Defesa de Garnier, acusado de aderir ao plano de golpe, começa sustentação
Almirante foi acusado de colocar tropas a disposição de Bolsonaro

A defesa do ex-comandante da Marinha Almir Garnier começou na tarde desta terça-feira (2) a sustentação oral no plenário da Primeira Turma do STF (Supremo Tribunal Federal).
Garnier é acusado de ter colocado tropas à disposição do ex-presidente Jair Bolsonaro (PL). Ele é acusado pela PGR (Procuradoria-Geral da República) de ser o único comandante das Forças Armadas a aderir ao plano de golpe.
A defesa do militar diz que a acusação é baseada em “discursos” e não há provas concretas contra Garnier. Demóstenes Torres pediu a rescisão da delação de Mauro Cid, ex-ajudante de ordens do ex-presidente Jair Bolsonaro (PL).
Segundo a defesa de Garnier, a colaboração de Cid é ilegal e "trará problemas se for aceita".
O advogado também utilizou 20% do seu tempo de defesa para elogiar os ministros do STF (Supremo Tribunal Federal). Ele destacou competências profissionais de Cristiano Zanin, Alexandre de Moraes, Flávio Dino, Luiz Fux e Cármen Lúcia.

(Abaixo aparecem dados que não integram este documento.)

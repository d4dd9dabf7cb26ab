use std::env;
use std::fmt;
use std::net::{IpAddr, SocketAddr};
use std::time::Duration;

/// Distinguishes runtime behavior for different stages of the service.
#[derive(Debug, Clone, Copy, PartialEq, Eq)]
pub enum AppEnvironment {
    Development,
    Test,
    Production,
}

impl AppEnvironment {
    fn from_str(value: &str) -> Self {
        match value.trim().to_ascii_lowercase().as_str() {
            "prod" | "production" => Self::Production,
            "test" | "ci" => Self::Test,
            _ => Self::Development,
        }
    }
}

/// Top-level configuration for the application.
#[derive(Debug, Clone)]
pub struct AppConfig {
    pub environment: AppEnvironment,
    pub server: ServerConfig,
    pub telemetry: TelemetryConfig,
    pub api: ApiConfig,
    pub credit_bureau: CreditBureauConfig,
}

impl AppConfig {
    pub fn load() -> Result<Self, ConfigError> {
        dotenvy::dotenv().ok();

        let environment = AppEnvironment::from_str(
            &env::var("APP_ENV").unwrap_or_else(|_| "development".to_string()),
        );

        let host = env::var("APP_HOST").unwrap_or_else(|_| "127.0.0.1".to_string());
        let port = env::var("APP_PORT")
            .unwrap_or_else(|_| "8000".to_string())
            .parse::<u16>()
            .map_err(|_| ConfigError::InvalidPort)?;

        let log_level = env::var("APP_LOG_LEVEL").unwrap_or_else(|_| "info".to_string());
        let log_format = LogFormat::from_str(
            &env::var("APP_LOG_FORMAT").unwrap_or_else(|_| "compact".to_string()),
        );

        let default_page_size = parse_number("APP_DEFAULT_PAGE_SIZE", 30)?;
        if default_page_size == 0 {
            return Err(ConfigError::InvalidNumber {
                key: "APP_DEFAULT_PAGE_SIZE",
            });
        }
        let seed_demo = parse_flag("APP_SEED_DEMO", false)?;

        let credit_bureau = CreditBureauConfig {
            url: env::var("CREDIT_BUREAU_URL").ok().filter(|url| !url.trim().is_empty()),
            user: env::var("CREDIT_BUREAU_USER").unwrap_or_default(),
            password: env::var("CREDIT_BUREAU_PASSWORD").unwrap_or_default(),
            timeout: Duration::from_secs(parse_number("CREDIT_BUREAU_TIMEOUT_SECS", 10)?),
            mock: parse_flag("CREDIT_BUREAU_MOCK", environment != AppEnvironment::Production)?,
        };

        Ok(Self {
            environment,
            server: ServerConfig { host, port },
            telemetry: TelemetryConfig {
                log_level,
                log_format,
            },
            api: ApiConfig {
                default_page_size: default_page_size as usize,
                seed_demo,
            },
            credit_bureau,
        })
    }
}

fn parse_number(key: &'static str, default: u64) -> Result<u64, ConfigError> {
    match env::var(key) {
        Ok(raw) => raw
            .trim()
            .parse::<u64>()
            .map_err(|_| ConfigError::InvalidNumber { key }),
        Err(_) => Ok(default),
    }
}

fn parse_flag(key: &'static str, default: bool) -> Result<bool, ConfigError> {
    match env::var(key) {
        Ok(raw) => match raw.trim().to_ascii_lowercase().as_str() {
            "1" | "true" | "yes" | "on" => Ok(true),
            "0" | "false" | "no" | "off" | "" => Ok(false),
            _ => Err(ConfigError::InvalidFlag { key }),
        },
        Err(_) => Ok(default),
    }
}

/// Settings controlling the HTTP server binding.
#[derive(Debug, Clone)]
pub struct ServerConfig {
    pub host: String,
    pub port: u16,
}

impl ServerConfig {
    pub fn socket_addr(&self) -> Result<SocketAddr, ConfigError> {
        if self.host.eq_ignore_ascii_case("localhost") {
            return Ok(SocketAddr::new(IpAddr::from([127, 0, 0, 1]), self.port));
        }

        let ip: IpAddr = self
            .host
            .parse()
            .map_err(|source| ConfigError::InvalidHost { source })?;

        Ok(SocketAddr::new(ip, self.port))
    }
}

/// Output shape for log lines.
#[derive(Debug, Clone, Copy, PartialEq, Eq)]
pub enum LogFormat {
    Compact,
    Json,
}

impl LogFormat {
    fn from_str(value: &str) -> Self {
        match value.trim().to_ascii_lowercase().as_str() {
            "json" => Self::Json,
            _ => Self::Compact,
        }
    }
}

/// Tracing controls.
#[derive(Debug, Clone)]
pub struct TelemetryConfig {
    pub log_level: String,
    pub log_format: LogFormat,
}

/// REST surface tuning.
#[derive(Debug, Clone)]
pub struct ApiConfig {
    pub default_page_size: usize,
    pub seed_demo: bool,
}

impl Default for ApiConfig {
    fn default() -> Self {
        Self {
            default_page_size: 30,
            seed_demo: false,
        }
    }
}

/// Connection settings for the external credit bureau.
#[derive(Clone)]
pub struct CreditBureauConfig {
    pub url: Option<String>,
    pub user: String,
    pub password: String,
    pub timeout: Duration,
    pub mock: bool,
}

impl fmt::Debug for CreditBureauConfig {
    fn fmt(&self, f: &mut fmt::Formatter<'_>) -> fmt::Result {
        f.debug_struct("CreditBureauConfig")
            .field("url", &self.url)
            .field("user", &self.user)
            .field("password", &"<redacted>")
            .field("timeout", &self.timeout)
            .field("mock", &self.mock)
            .finish()
    }
}

#[derive(Debug)]
pub enum ConfigError {
    InvalidPort,
    InvalidHost { source: std::net::AddrParseError },
    InvalidNumber { key: &'static str },
    InvalidFlag { key: &'static str },
}

impl fmt::Display for ConfigError {
    fn fmt(&self, f: &mut fmt::Formatter<'_>) -> fmt::Result {
        match self {
            ConfigError::InvalidPort => write!(f, "APP_PORT must be a valid u16"),
            ConfigError::InvalidHost { .. } => {
                write!(f, "APP_HOST must parse to an IPv4 or IPv6 address")
            }
            ConfigError::InvalidNumber { key } => {
                write!(f, "{key} must be a positive whole number")
            }
            ConfigError::InvalidFlag { key } => write!(f, "{key} must be true or false"),
        }
    }
}

impl std::error::Error for ConfigError {
    fn source(&self) -> Option<&(dyn std::error::Error + 'static)> {
        match self {
            ConfigError::InvalidHost { source } => Some(source),
            ConfigError::InvalidPort
            | ConfigError::InvalidNumber { .. }
            | ConfigError::InvalidFlag { .. } => None,
        }
    }
}

#[cfg(test)]
mod tests {
    use super::*;
    use std::env;
    use std::sync::{Mutex, OnceLock};

    fn env_guard() -> &'static Mutex<()> {
        static GUARD: OnceLock<Mutex<()>> = OnceLock::new();
        GUARD.get_or_init(|| Mutex::new(()))
    }

    fn reset_env() {
        for key in [
            "APP_ENV",
            "APP_HOST",
            "APP_PORT",
            "APP_LOG_LEVEL",
            "APP_LOG_FORMAT",
            "APP_DEFAULT_PAGE_SIZE",
            "APP_SEED_DEMO",
            "CREDIT_BUREAU_URL",
            "CREDIT_BUREAU_USER",
            "CREDIT_BUREAU_PASSWORD",
            "CREDIT_BUREAU_TIMEOUT_SECS",
            "CREDIT_BUREAU_MOCK",
        ] {
            env::remove_var(key);
        }
    }

    #[test]
    fn load_uses_defaults_when_env_missing() {
        let _lock = env_guard().lock().expect("env mutex poisoned");
        reset_env();
        let config = AppConfig::load().expect("config loads with defaults");
        assert_eq!(config.environment, AppEnvironment::Development);
        assert_eq!(config.server.host, "127.0.0.1");
        assert_eq!(config.server.port, 8000);
        assert_eq!(config.telemetry.log_level, "info");
        assert_eq!(config.telemetry.log_format, LogFormat::Compact);
        assert_eq!(config.api.default_page_size, 30);
        assert!(!config.api.seed_demo);
        assert!(config.credit_bureau.mock);
        assert!(config.credit_bureau.url.is_none());
        assert_eq!(config.credit_bureau.timeout, Duration::from_secs(10));
    }

    #[test]
    fn accepts_localhost_host() {
        let _lock = env_guard().lock().expect("env mutex poisoned");
        reset_env();
        env::set_var("APP_HOST", "localhost");
        let config = AppConfig::load().expect("config loads");
        let addr = config.server.socket_addr().expect("localhost resolves");
        assert_eq!(addr, SocketAddr::new(IpAddr::from([127, 0, 0, 1]), 8000));
    }

    #[test]
    fn production_disables_mock_bureau_by_default() {
        let _lock = env_guard().lock().expect("env mutex poisoned");
        reset_env();
        env::set_var("APP_ENV", "production");
        env::set_var("CREDIT_BUREAU_URL", "https://bureau.example.test/api");
        env::set_var("APP_LOG_FORMAT", "json");
        let config = AppConfig::load().expect("config loads");
        assert_eq!(config.environment, AppEnvironment::Production);
        assert!(!config.credit_bureau.mock);
        assert_eq!(config.telemetry.log_format, LogFormat::Json);
        assert_eq!(
            config.credit_bureau.url.as_deref(),
            Some("https://bureau.example.test/api")
        );
        reset_env();
    }

    #[test]
    fn rejects_malformed_numbers_and_flags() {
        let _lock = env_guard().lock().expect("env mutex poisoned");
        reset_env();
        env::set_var("APP_DEFAULT_PAGE_SIZE", "lots");
        assert!(matches!(
            AppConfig::load(),
            Err(ConfigError::InvalidNumber {
                key: "APP_DEFAULT_PAGE_SIZE"
            })
        ));

        reset_env();
        env::set_var("APP_SEED_DEMO", "maybe");
        assert!(matches!(
            AppConfig::load(),
            Err(ConfigError::InvalidFlag {
                key: "APP_SEED_DEMO"
            })
        ));

        reset_env();
        env::set_var("APP_PORT", "99999");
        assert!(matches!(AppConfig::load(), Err(ConfigError::InvalidPort)));
        reset_env();
    }

    #[test]
    fn debug_output_redacts_bureau_password() {
        let config = CreditBureauConfig {
            url: None,
            user: "mvj".to_string(),
            password: "hunter2".to_string(),
            timeout: Duration::from_secs(1),
            mock: true,
        };
        let rendered = format!("{config:?}");
        assert!(!rendered.contains("hunter2"));
        assert!(rendered.contains("<redacted>"));
    }
}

Almir Garnier é acusado de ter colocado tropas à disposição do ex-presidente Jair Bolsonaro (PL) em 2022.
Embora o ex-comandante da Marinha tenha confirmado uma reunião com Bolsonaro para discutir a decretação de uma Garantia da Lei e da Ordem (GLO) para questões de segurança pública durante o seu interrogatório no STF, ele negou ter discutido uma minuta para tentativa de golpe de Estado.
Quem são os réus do núcleo 1?
Além do ex-presidente Jair Bolsonaro, o núcleo crucial do plano de golpe conta com outros sete réus:
- Alexandre Ramagem, deputado federal e ex-presidente da Abin (Agência Brasileira de Inteligência);
- Almir Garnier, almirante de esquadra que comandou a Marinha no governo de Bolsonaro;
- Anderson Torres, ex-ministro da Justiça de Bolsonaro;
- Augusto Heleno, ex-ministro do GSI (Gabinete de Segurança Institucional) de Bolsonaro;
- Mauro Cid, ex-ajudante de ordens de Bolsonaro;
- Paulo Sérgio Nogueira, general e ex-ministro da Defesa de Bolsonaro; e
- Walter Souza Braga Netto, ex-ministro da Defesa e da Casa Civil no governo de Bolsonaro, candidato a vice-presidente em 2022.
Por quais crimes os réus estão sendo acusados?
Bolsonaro e o outros réus respondem na Suprema Corte a cinco crimes. São eles:
- Organização criminosa armada;
- Tentativa de abolição violenta do Estado Democrático de Direito;
- Golpe de Estado;
- Dano qualificado pela violência e ameaça grave;
- Deterioração de patrimônio tombado.
A exceção fica por conta de Ramagem. No início de maio, a Câmara dos Deputados aprovou um pedido de suspensão a ação penal contra o parlamentar. Com isso, ele responde somente aos crimes de organização criminosa armada, tentativa de abolição violenta do Estado Democrático de Direito e golpe de Estado.